Taking it easy: UAE passes draft law on relaxing prison punishment for debt defaulters
The Federal National Council on Tuesday passed a draft law granting relaxation to debt defaulters on humanitarian grounds.
Under the bill, which requires final endorsement into law by President His Highness Shaikh Khalifa Bin Zayed Al Nahyan, pregnant women, terminally ill patients, seniors, and minors under the age of 18 won’t go to jail for defaulting on debts.
The relaxation comes as part of changes suggested by the Government in the UAE Civil Procedure Code to match best internationally recognised standards, the House was told.
The legislation will stop the imprisonment of both Emirati and foreign senior people who are above 70 years old, minors below 18 years of age, terminally sick people with an incurable or irreversible illness and pregnant women until they give birth and the baby is one year old.
The draft law says a defaulter would no longer risk a jail term if he or she has a child younger than 15 years, his or her spouse is dead — or jailed — for any reason.
“No prison term will be given to a defaulter if he or she is married to the creditor or a kin thereof, unless the debt is a maintenance or an allowance paid under a court order by one spouse to another,” the draft law suggests.
The changes in the Civil Procedure Code were prompted by the UAE’s low ranking in resolving insolvency and enforcing contracts as shown by the World Bank Doing Business 2014, according to a report made by the FNC Legislative Affairs Committee.
Globally, the UAE stands at 101 in the ranking of 189 economies on the ease of resolving insolvency and it ranks 100 on the ease of enforcing contracts, according to the World Bank’s report.
In many countries, defaulters don’t go to prison or are held criminally liable for money owed — as long as the debt is not the result of some criminal scheme or owed as restitution for injuries or damages caused by a crime committed by the person.
The legislation also suggests that a debtor does not risk a jail term if he or she presents a collateral agreement to answer for the debt, or presents a surety which assumes legal responsibility for the fulfilment of the debt.
The draft law would also prohibit the jailing of defaulters for debts less than Dh10,000 ($27000) — unless the debt is a fine or a maintenance paid by a court order.
The draft law also provides that a creditor may request the court to impose precautionary attachment on the movable property of the other party in the event that the creditor fears he may lose his rights due to the debtor not having a permanent residence in the UAE, or where the creditor fears that the debtor may abscond, smuggle or conceal his money, or where security over the debt is at risk.

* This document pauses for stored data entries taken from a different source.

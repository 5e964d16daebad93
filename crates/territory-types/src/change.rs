//! Change records and their payloads.
//!
//! A change record's forward payload (`change_data`) and reverse payload
//! (`previous_data`) are modelled as one closed sum type, [`ChangePayload`],
//! with one variant per change kind. The loosely-typed document form only
//! exists at the storage boundary: [`ChangePayload::to_documents`] splits a
//! payload into its tag and two JSON documents, and
//! [`ChangePayload::from_documents`] reassembles it.

use std::collections::BTreeSet;

use chrono::{DateTime, Utc};
use serde::{Deserialize, Serialize};
use ts_rs::TS;
use uuid::Uuid;

use crate::enums::{ChangeType, EntityType};
use crate::ids::{AreaId, ChangeId, LayerId};
use crate::structs::{AreaPatch, Layer, LayerPatch};

// ---------------------------------------------------------------------------
// Payload
// ---------------------------------------------------------------------------

/// The forward and reverse data of a change, keyed by change kind.
#[derive(Debug, Clone, PartialEq, Eq, Serialize, Deserialize, TS)]
#[serde(tag = "change_type", rename_all = "snake_case")]
#[ts(export, export_to = "bindings/")]
pub enum ChangePayload {
    /// A layer was created. Undo deletes it.
    CreateLayer {
        /// The created layer, including its initial postal codes.
        layer: Layer,
    },
    /// Layer fields changed. Undo re-applies `previous`.
    UpdateLayer {
        /// The layer that changed.
        layer_id: LayerId,
        /// New field values.
        changes: LayerPatch,
        /// Field values before the change.
        previous: LayerPatch,
    },
    /// A layer was deleted. Undo re-inserts it with its codes.
    DeleteLayer {
        /// The deleted layer as it was, including its postal codes.
        layer: Layer,
    },
    /// Postal codes were added to a layer. Undo removes them.
    AddPostalCodes {
        /// Target layer.
        layer_id: LayerId,
        /// Codes added.
        codes: BTreeSet<String>,
        /// The layer's full code set before the change, when known. Undo
        /// then only removes codes that were not already present.
        #[serde(default)]
        previous: Option<BTreeSet<String>>,
    },
    /// Postal codes were removed from a layer. Undo re-inserts them.
    RemovePostalCodes {
        /// Target layer.
        layer_id: LayerId,
        /// Codes removed.
        codes: BTreeSet<String>,
        /// The layer's full code set before the change, when known. Undo
        /// then only re-inserts codes that were actually present.
        #[serde(default)]
        previous: Option<BTreeSet<String>>,
    },
    /// Area fields changed. Undo re-applies `previous`.
    UpdateArea {
        /// New field values.
        changes: AreaPatch,
        /// Field values before the change.
        previous: AreaPatch,
    },
}

impl ChangePayload {
    /// The change kind tag.
    pub const fn change_type(&self) -> ChangeType {
        match self {
            Self::CreateLayer { .. } => ChangeType::CreateLayer,
            Self::UpdateLayer { .. } => ChangeType::UpdateLayer,
            Self::DeleteLayer { .. } => ChangeType::DeleteLayer,
            Self::AddPostalCodes { .. } => ChangeType::AddPostalCodes,
            Self::RemovePostalCodes { .. } => ChangeType::RemovePostalCodes,
            Self::UpdateArea { .. } => ChangeType::UpdateArea,
        }
    }

    /// The kind of entity touched.
    pub const fn entity_type(&self) -> EntityType {
        self.change_type().entity_type()
    }

    /// The layer touched, if any.
    pub const fn layer_id(&self) -> Option<LayerId> {
        match self {
            Self::CreateLayer { layer } | Self::DeleteLayer { layer } => Some(layer.id),
            Self::UpdateLayer { layer_id, .. }
            | Self::AddPostalCodes { layer_id, .. }
            | Self::RemovePostalCodes { layer_id, .. } => Some(*layer_id),
            Self::UpdateArea { .. } => None,
        }
    }

    /// The id of the touched entity: the layer for layer and code changes,
    /// the area itself for area changes.
    pub fn entity_id(&self, area_id: AreaId) -> Uuid {
        self.layer_id()
            .map_or_else(|| area_id.into_inner(), LayerId::into_inner)
    }

    /// Split the payload into its storage documents.
    ///
    /// # Errors
    ///
    /// Returns [`PayloadError::Json`] if a document cannot be serialized.
    pub fn to_documents(&self) -> Result<ChangeDocuments, PayloadError> {
        let change_type = self.change_type();
        let (change_data, previous_data) = match self {
            Self::CreateLayer { layer } => (serde_json::to_value(layer)?, None),
            Self::UpdateLayer {
                layer_id,
                changes,
                previous,
            } => (
                serde_json::to_value(LayerUpdateDoc {
                    layer_id: *layer_id,
                    changes: changes.clone(),
                })?,
                Some(serde_json::to_value(previous)?),
            ),
            Self::DeleteLayer { layer } => (
                serde_json::to_value(LayerRefDoc { layer_id: layer.id })?,
                Some(serde_json::to_value(layer)?),
            ),
            Self::AddPostalCodes {
                layer_id,
                codes,
                previous,
            }
            | Self::RemovePostalCodes {
                layer_id,
                codes,
                previous,
            } => (
                serde_json::to_value(CodeBatchDoc {
                    layer_id: *layer_id,
                    codes: codes.clone(),
                })?,
                previous
                    .as_ref()
                    .map(|codes| {
                        serde_json::to_value(CodeSetDoc {
                            codes: codes.clone(),
                        })
                    })
                    .transpose()?,
            ),
            Self::UpdateArea { changes, previous } => (
                serde_json::to_value(changes)?,
                Some(serde_json::to_value(previous)?),
            ),
        };

        Ok(ChangeDocuments {
            change_type,
            change_data,
            previous_data,
        })
    }

    /// Reassemble a payload from its storage documents.
    ///
    /// # Errors
    ///
    /// Returns [`PayloadError::Json`] if a document does not match the shape
    /// its tag requires, or [`PayloadError::MissingPrevious`] if a kind that
    /// needs reverse data has none.
    pub fn from_documents(docs: ChangeDocuments) -> Result<Self, PayloadError> {
        let ChangeDocuments {
            change_type,
            change_data,
            previous_data,
        } = docs;

        let require_previous = |previous: Option<serde_json::Value>| {
            previous.ok_or(PayloadError::MissingPrevious(change_type))
        };

        let payload = match change_type {
            ChangeType::CreateLayer => Self::CreateLayer {
                layer: serde_json::from_value(change_data)?,
            },
            ChangeType::UpdateLayer => {
                let doc: LayerUpdateDoc = serde_json::from_value(change_data)?;
                Self::UpdateLayer {
                    layer_id: doc.layer_id,
                    changes: doc.changes,
                    previous: serde_json::from_value(require_previous(previous_data)?)?,
                }
            }
            ChangeType::DeleteLayer => {
                let layer: Layer = serde_json::from_value(require_previous(previous_data)?)?;
                let doc: LayerRefDoc = serde_json::from_value(change_data)?;
                if doc.layer_id != layer.id {
                    return Err(PayloadError::Mismatch(change_type));
                }
                Self::DeleteLayer { layer }
            }
            ChangeType::AddPostalCodes | ChangeType::RemovePostalCodes => {
                let doc: CodeBatchDoc = serde_json::from_value(change_data)?;
                let previous = previous_data
                    .map(serde_json::from_value::<CodeSetDoc>)
                    .transpose()?
                    .map(|set| set.codes);
                if change_type == ChangeType::AddPostalCodes {
                    Self::AddPostalCodes {
                        layer_id: doc.layer_id,
                        codes: doc.codes,
                        previous,
                    }
                } else {
                    Self::RemovePostalCodes {
                        layer_id: doc.layer_id,
                        codes: doc.codes,
                        previous,
                    }
                }
            }
            ChangeType::UpdateArea => Self::UpdateArea {
                changes: serde_json::from_value(change_data)?,
                previous: serde_json::from_value(require_previous(previous_data)?)?,
            },
        };

        Ok(payload)
    }
}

Precautionary attachment differs from executive attachment in that precautionary attachment can be made without taking the preliminary steps of execution that are required by law in executive attachments. Executive attachment must be preceded by an execution bond requesting the plaintiff to make payment. Under executive attachment, the creditor must have an executive bond covering the sale of the attached property, whereas precautionary attachment can be made where the attachment applicant does not have an executive bond because it is simply a precautionary measure aimed at preventing the debtor from smuggling money or disposing of it in a way that harms the rights of the attachment applicant.
New case management system approved
Members of the Federal National Council yesterday approved a legislation setting up a new case management system to be deployed at federal courts across the country.
The new system, part of changes in the UAE Civil Procedure Code, is designed to make the UAE courts more efficient, transparent and modern. Cases will be dealt with electronically, before registering the case for the court verdict, according to a report made by an ad-hoc committee of the council.
The new system will enable registering a case electronically, to be sent as a complete file to the judge where it will be available to all judicial parties involved in the case.
The system uses modern technology on a par with the best court systems in the world to ensure that case information is protected, accessible to authorised users and readily available to the judges and the relevant court staff.
Ali Eisa Al Nuaimi, a member from Ajman, put a question to Dr Hadef Bin Jua’an Al Daheri, Minister of Justice, about the lack of access to statistics related to crime, criminal justice and other social problems such as rates of divorce, separation and marriage to foreigners.
Al Nuaimi suggested the shortage of statistics or lack of accessibility hampers efforts to address these problems in a timely manner.
The Minister of Justice pledged that the ministry will post statistics and other information approved by higher authorities on its portal.
Al Nuaimi put another question to Humaid Al Qutami, Minister of Education, on the negative impact of various curricula adopted by private schools. He suggested uniform criteria for quality education that matches the Arab and Islamic identity of the UAE be applied to private schools. The Minister of Education apologised for being unable to make it and the issue was put off to a next meeting of the House.